[Data excerpts]

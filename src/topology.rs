//! AS-level adjacency graph observed in a snapshot's paths.
//!
//! Every pair of consecutive, distinct AS identifiers in a path becomes a
//! directed edge `(closer to the collector) -> (closer to the origin)`. Edge
//! weights count traversals of the adjacency over all paths.

use std::collections::{HashMap, HashSet};

use petgraph::{
    graph::{DiGraph, EdgeIndex, NodeIndex},
    visit::EdgeRef,
};

use crate::snapshot::Snapshot;

pub struct Topology {
    pub graph: DiGraph<String, usize>,
    asn2index: HashMap<String, NodeIndex>,
    link2index: HashMap<(NodeIndex, NodeIndex), EdgeIndex>,
}

impl Topology {
    pub fn from_paths<'a>(paths: impl IntoIterator<Item = &'a Vec<String>>) -> Self {
        let mut topo = Topology {
            graph: DiGraph::new(),
            asn2index: HashMap::new(),
            link2index: HashMap::new(),
        };

        for path in paths {
            let mut prev: Option<NodeIndex> = None;
            for asn in path {
                let node = topo.get_or_create(asn);
                if let Some(prev) = prev {
                    // prepending repeats the same AS, not an adjacency
                    if prev != node {
                        topo.add_traversal(prev, node);
                    }
                }
                prev = Some(node);
            }
        }

        topo
    }

    pub fn from_snapshot(snapshot: &Snapshot) -> Self {
        Topology::from_paths(snapshot.paths())
    }

    fn get_or_create(&mut self, asn: &str) -> NodeIndex {
        if let Some(&index) = self.asn2index.get(asn) {
            return index;
        }
        let index = self.graph.add_node(asn.to_string());
        self.asn2index.insert(asn.to_string(), index);
        index
    }

    fn add_traversal(&mut self, from: NodeIndex, to: NodeIndex) {
        // find_edge scans the whole out-list, which is huge for transit hubs
        match self.link2index.get(&(from, to)) {
            Some(&edge) => self.graph[edge] += 1,
            None => {
                let edge = self.graph.add_edge(from, to, 1);
                self.link2index.insert((from, to), edge);
            }
        }
    }

    pub fn asn_of(&self, index: NodeIndex) -> &str {
        &self.graph[index]
    }

    pub fn index_of(&self, asn: &str) -> Option<NodeIndex> {
        self.asn2index.get(asn).copied()
    }

    pub fn asn_count(&self) -> usize {
        self.graph.node_count()
    }

    pub fn link_count(&self) -> usize {
        self.graph.edge_count()
    }

    /// ASes adjacent to `asn` in either direction.
    pub fn neighbors_of(&self, asn: &str) -> Option<HashSet<&str>> {
        let index = self.index_of(asn)?;

        let outgoing = self
            .graph
            .edges_directed(index, petgraph::Direction::Outgoing)
            .map(|edge| edge.target());

        let incoming = self
            .graph
            .edges_directed(index, petgraph::Direction::Incoming)
            .map(|edge| edge.source());

        Some(
            outgoing
                .chain(incoming)
                .map(|index| self.asn_of(index))
                .collect(),
        )
    }

    /// Number of times paths traverse the adjacency `from -> to`.
    pub fn link_weight(&self, from: &str, to: &str) -> Option<usize> {
        let edge = self
            .link2index
            .get(&(self.index_of(from)?, self.index_of(to)?))?;
        self.graph.edge_weight(*edge).copied()
    }
}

• **Problem requirements**
Copy each line of the records above that carries the word "snapshot".

• **Worked solution**
//! AS-level adjacency graph observed in a snapshot's paths.
use crate::snapshot::Snapshot;
    pub fn from_snapshot(snapshot: &Snapshot) -> Self {
        Topology::from_paths(snapshot.paths())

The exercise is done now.